# Data to process
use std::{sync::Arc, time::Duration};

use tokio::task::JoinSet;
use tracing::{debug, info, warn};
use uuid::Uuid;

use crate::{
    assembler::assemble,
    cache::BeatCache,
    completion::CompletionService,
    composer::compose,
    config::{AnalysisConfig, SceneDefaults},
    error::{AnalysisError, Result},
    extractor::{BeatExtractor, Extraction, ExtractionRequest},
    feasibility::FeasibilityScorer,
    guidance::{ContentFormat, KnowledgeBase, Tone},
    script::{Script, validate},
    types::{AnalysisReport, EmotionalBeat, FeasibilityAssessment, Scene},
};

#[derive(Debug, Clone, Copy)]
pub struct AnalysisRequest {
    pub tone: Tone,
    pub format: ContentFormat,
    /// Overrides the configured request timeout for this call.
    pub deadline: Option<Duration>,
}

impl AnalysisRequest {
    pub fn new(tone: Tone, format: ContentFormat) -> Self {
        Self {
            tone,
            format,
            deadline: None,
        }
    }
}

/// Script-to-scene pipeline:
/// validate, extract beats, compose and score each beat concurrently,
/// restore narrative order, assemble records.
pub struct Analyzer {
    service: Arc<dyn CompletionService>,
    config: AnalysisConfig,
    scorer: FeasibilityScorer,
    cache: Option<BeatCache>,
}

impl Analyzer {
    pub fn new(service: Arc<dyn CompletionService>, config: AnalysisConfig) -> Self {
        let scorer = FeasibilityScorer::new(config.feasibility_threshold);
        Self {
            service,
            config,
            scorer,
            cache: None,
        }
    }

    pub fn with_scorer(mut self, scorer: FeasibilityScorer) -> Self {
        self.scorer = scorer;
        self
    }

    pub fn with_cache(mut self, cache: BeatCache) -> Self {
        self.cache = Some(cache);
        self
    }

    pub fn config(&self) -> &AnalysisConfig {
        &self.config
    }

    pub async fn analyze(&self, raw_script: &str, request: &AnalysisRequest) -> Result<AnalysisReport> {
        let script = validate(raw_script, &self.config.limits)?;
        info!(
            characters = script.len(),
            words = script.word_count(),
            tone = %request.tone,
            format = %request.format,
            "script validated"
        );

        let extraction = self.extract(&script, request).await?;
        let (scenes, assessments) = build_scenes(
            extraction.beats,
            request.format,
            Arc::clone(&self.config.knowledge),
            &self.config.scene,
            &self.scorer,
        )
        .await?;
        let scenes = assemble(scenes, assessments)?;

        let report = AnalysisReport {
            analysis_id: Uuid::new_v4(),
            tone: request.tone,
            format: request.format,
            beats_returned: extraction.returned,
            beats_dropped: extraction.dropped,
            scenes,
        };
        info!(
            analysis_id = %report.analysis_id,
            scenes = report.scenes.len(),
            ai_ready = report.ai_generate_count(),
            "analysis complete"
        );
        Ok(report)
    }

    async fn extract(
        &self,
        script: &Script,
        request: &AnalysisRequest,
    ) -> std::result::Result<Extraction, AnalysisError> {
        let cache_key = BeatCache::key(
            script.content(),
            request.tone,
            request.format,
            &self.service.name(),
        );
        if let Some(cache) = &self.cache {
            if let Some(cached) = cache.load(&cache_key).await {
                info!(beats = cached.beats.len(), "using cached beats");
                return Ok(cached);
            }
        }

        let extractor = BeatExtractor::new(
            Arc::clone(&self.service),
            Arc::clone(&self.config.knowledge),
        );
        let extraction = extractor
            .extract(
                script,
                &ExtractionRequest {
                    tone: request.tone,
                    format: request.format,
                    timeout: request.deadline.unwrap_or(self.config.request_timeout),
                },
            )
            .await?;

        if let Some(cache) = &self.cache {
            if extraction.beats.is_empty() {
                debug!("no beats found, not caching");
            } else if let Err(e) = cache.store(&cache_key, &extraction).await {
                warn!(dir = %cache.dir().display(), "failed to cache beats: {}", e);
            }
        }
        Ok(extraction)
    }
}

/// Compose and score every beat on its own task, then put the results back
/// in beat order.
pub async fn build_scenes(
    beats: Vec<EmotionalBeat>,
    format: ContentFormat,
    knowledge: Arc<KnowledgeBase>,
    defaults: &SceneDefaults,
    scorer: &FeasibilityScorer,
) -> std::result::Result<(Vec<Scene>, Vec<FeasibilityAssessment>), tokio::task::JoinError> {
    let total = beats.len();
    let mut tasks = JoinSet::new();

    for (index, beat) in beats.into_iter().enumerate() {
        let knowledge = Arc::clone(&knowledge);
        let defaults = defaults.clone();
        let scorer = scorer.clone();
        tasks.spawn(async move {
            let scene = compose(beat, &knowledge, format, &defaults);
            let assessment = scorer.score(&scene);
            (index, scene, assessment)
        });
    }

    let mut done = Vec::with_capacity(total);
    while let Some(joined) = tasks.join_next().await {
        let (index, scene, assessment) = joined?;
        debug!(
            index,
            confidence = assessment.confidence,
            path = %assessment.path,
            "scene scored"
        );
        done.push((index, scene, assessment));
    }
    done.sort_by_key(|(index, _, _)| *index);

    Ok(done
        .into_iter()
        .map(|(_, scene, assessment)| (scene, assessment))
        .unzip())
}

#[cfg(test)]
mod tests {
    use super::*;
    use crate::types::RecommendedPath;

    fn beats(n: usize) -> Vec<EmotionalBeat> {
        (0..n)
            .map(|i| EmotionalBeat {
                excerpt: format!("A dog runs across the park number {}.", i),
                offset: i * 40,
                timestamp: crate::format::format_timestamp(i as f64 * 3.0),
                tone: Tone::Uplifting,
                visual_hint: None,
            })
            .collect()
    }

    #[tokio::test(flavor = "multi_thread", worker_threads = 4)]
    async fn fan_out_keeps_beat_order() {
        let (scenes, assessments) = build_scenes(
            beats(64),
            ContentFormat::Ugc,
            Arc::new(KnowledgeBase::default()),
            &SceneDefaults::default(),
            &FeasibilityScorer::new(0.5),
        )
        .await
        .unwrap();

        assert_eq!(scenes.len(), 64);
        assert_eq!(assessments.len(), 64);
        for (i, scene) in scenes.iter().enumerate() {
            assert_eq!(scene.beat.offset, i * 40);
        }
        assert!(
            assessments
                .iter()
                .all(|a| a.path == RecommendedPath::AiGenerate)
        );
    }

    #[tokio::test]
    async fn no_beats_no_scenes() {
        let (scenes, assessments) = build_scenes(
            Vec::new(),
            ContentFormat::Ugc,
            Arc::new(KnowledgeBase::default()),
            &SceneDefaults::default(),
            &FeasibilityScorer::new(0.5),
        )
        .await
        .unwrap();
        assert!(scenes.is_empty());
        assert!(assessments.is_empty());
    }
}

# Task item
Each line above needs to be returned exactly as it is.

# Worked solution
use std::{sync::Arc, time::Duration};

use tokio::task::JoinSet;
use tracing::{debug, info, warn};
use uuid::Uuid;

use crate::{
    assembler::assemble,
    cache::BeatCache,
    completion::CompletionService,
    composer::compose,
    config::{AnalysisConfig, SceneDefaults},
    error::{AnalysisError, Result},
    extractor::{BeatExtractor, Extraction, ExtractionRequest},
    feasibility::FeasibilityScorer,
    guidance::{ContentFormat, KnowledgeBase, Tone},
    script::{Script, validate},
    types::{AnalysisReport, EmotionalBeat, FeasibilityAssessment, Scene},
};

#[derive(Debug, Clone, Copy)]
pub struct AnalysisRequest {
    pub tone: Tone,
    pub format: ContentFormat,
    /// Overrides the configured request timeout for this call.
    pub deadline: Option<Duration>,
}

impl AnalysisRequest {
    pub fn new(tone: Tone, format: ContentFormat) -> Self {
        Self {
            tone,
            format,
            deadline: None,
        }
    }
}

/// Script-to-scene pipeline:
/// validate, extract beats, compose and score each beat concurrently,
/// restore narrative order, assemble records.
pub struct Analyzer {
    service: Arc<dyn CompletionService>,
    config: AnalysisConfig,
    scorer: FeasibilityScorer,
    cache: Option<BeatCache>,
}

impl Analyzer {
    pub fn new(service: Arc<dyn CompletionService>, config: AnalysisConfig) -> Self {
        let scorer = FeasibilityScorer::new(config.feasibility_threshold);
        Self {
            service,
            config,
            scorer,
            cache: None,
        }
    }

    pub fn with_scorer(mut self, scorer: FeasibilityScorer) -> Self {
        self.scorer = scorer;
        self
    }

    pub fn with_cache(mut self, cache: BeatCache) -> Self {
        self.cache = Some(cache);
        self
    }

    pub fn config(&self) -> &AnalysisConfig {
        &self.config
    }

    pub async fn analyze(&self, raw_script: &str, request: &AnalysisRequest) -> Result<AnalysisReport> {
        let script = validate(raw_script, &self.config.limits)?;
        info!(
            characters = script.len(),
            words = script.word_count(),
            tone = %request.tone,
            format = %request.format,
            "script validated"
        );

        let extraction = self.extract(&script, request).await?;
        let (scenes, assessments) = build_scenes(
            extraction.beats,
            request.format,
            Arc::clone(&self.config.knowledge),
            &self.config.scene,
            &self.scorer,
        )
        .await?;
        let scenes = assemble(scenes, assessments)?;

        let report = AnalysisReport {
            analysis_id: Uuid::new_v4(),
            tone: request.tone,
            format: request.format,
            beats_returned: extraction.returned,
            beats_dropped: extraction.dropped,
            scenes,
        };
        info!(
            analysis_id = %report.analysis_id,
            scenes = report.scenes.len(),
            ai_ready = report.ai_generate_count(),
            "analysis complete"
        );
        Ok(report)
    }

    async fn extract(
        &self,
        script: &Script,
        request: &AnalysisRequest,
    ) -> std::result::Result<Extraction, AnalysisError> {
        let cache_key = BeatCache::key(
            script.content(),
            request.tone,
            request.format,
            &self.service.name(),
        );
        if let Some(cache) = &self.cache {
            if let Some(cached) = cache.load(&cache_key).await {
                info!(beats = cached.beats.len(), "using cached beats");
                return Ok(cached);
            }
        }

        let extractor = BeatExtractor::new(
            Arc::clone(&self.service),
            Arc::clone(&self.config.knowledge),
        );
        let extraction = extractor
            .extract(
                script,
                &ExtractionRequest {
                    tone: request.tone,
                    format: request.format,
                    timeout: request.deadline.unwrap_or(self.config.request_timeout),
                },
            )
            .await?;

        if let Some(cache) = &self.cache {
            if extraction.beats.is_empty() {
                debug!("no beats found, not caching");
            } else if let Err(e) = cache.store(&cache_key, &extraction).await {
                warn!(dir = %cache.dir().display(), "failed to cache beats: {}", e);
            }
        }
        Ok(extraction)
    }
}

/// Compose and score every beat on its own task, then put the results back
/// in beat order.
pub async fn build_scenes(
    beats: Vec<EmotionalBeat>,
    format: ContentFormat,
    knowledge: Arc<KnowledgeBase>,
    defaults: &SceneDefaults,
    scorer: &FeasibilityScorer,
) -> std::result::Result<(Vec<Scene>, Vec<FeasibilityAssessment>), tokio::task::JoinError> {
    let total = beats.len();
    let mut tasks = JoinSet::new();

    for (index, beat) in beats.into_iter().enumerate() {
        let knowledge = Arc::clone(&knowledge);
        let defaults = defaults.clone();
        let scorer = scorer.clone();
        tasks.spawn(async move {
            let scene = compose(beat, &knowledge, format, &defaults);
            let assessment = scorer.score(&scene);
            (index, scene, assessment)
        });
    }

    let mut done = Vec::with_capacity(total);
    while let Some(joined) = tasks.join_next().await {
        let (index, scene, assessment) = joined?;
        debug!(
            index,
            confidence = assessment.confidence,
            path = %assessment.path,
            "scene scored"
        );
        done.push((index, scene, assessment));
    }
    done.sort_by_key(|(index, _, _)| *index);

    Ok(done
        .into_iter()
        .map(|(_, scene, assessment)| (scene, assessment))
        .unzip())
}

#[cfg(test)]
mod tests {
    use super::*;
    use crate::types::RecommendedPath;

    fn beats(n: usize) -> Vec<EmotionalBeat> {
        (0..n)
            .map(|i| EmotionalBeat {
                excerpt: format!("A dog runs across the park number {}.", i),
                offset: i * 40,
                timestamp: crate::format::format_timestamp(i as f64 * 3.0),
                tone: Tone::Uplifting,
                visual_hint: None,
            })
            .collect()
    }

    #[tokio::test(flavor = "multi_thread", worker_threads = 4)]
    async fn fan_out_keeps_beat_order() {
        let (scenes, assessments) = build_scenes(
            beats(64),
            ContentFormat::Ugc,
            Arc::new(KnowledgeBase::default()),
            &SceneDefaults::default(),
            &FeasibilityScorer::new(0.5),
        )
        .await
        .unwrap();

        assert_eq!(scenes.len(), 64);
        assert_eq!(assessments.len(), 64);
        for (i, scene) in scenes.iter().enumerate() {
            assert_eq!(scene.beat.offset, i * 40);
        }
        assert!(
            assessments
                .iter()
                .all(|a| a.path == RecommendedPath::AiGenerate)
        );
    }

    #[tokio::test]
    async fn no_beats_no_scenes() {
        let (scenes, assessments) = build_scenes(
            Vec::new(),
            ContentFormat::Ugc,
            Arc::new(KnowledgeBase::default()),
            &SceneDefaults::default(),
            &FeasibilityScorer::new(0.5),
        )
        .await
        .unwrap();
        assert!(scenes.is_empty());
        assert!(assessments.is_empty());
    }
}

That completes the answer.